### Source data
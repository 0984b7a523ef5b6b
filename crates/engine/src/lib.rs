pub mod accounts;
pub mod deals;
pub mod performance;
pub mod rates;
pub mod time;

#[cfg(test)]
pub(crate) mod testutil;

pub use accounts::AccountLedger;
pub use deals::{DealIngestor, IngestReport};
pub use performance::{PerformanceAggregator, SeriesEvent, SeriesStream};
pub use rates::RateCache;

### Problem description
With every line intact, reproduce the listing verbatim.

### Solution to this task
repository 0984b7a523ef5b6b
filename crates/engine/src/lib.rs
pub mod accounts;
pub mod deals;
pub mod performance;
pub mod rates;
pub mod time;

#[cfg(test)]
pub(crate) mod testutil;

pub use accounts::AccountLedger;
pub use deals::{DealIngestor, IngestReport};
pub use performance::{PerformanceAggregator, SeriesEvent, SeriesStream};
pub use rates::RateCache;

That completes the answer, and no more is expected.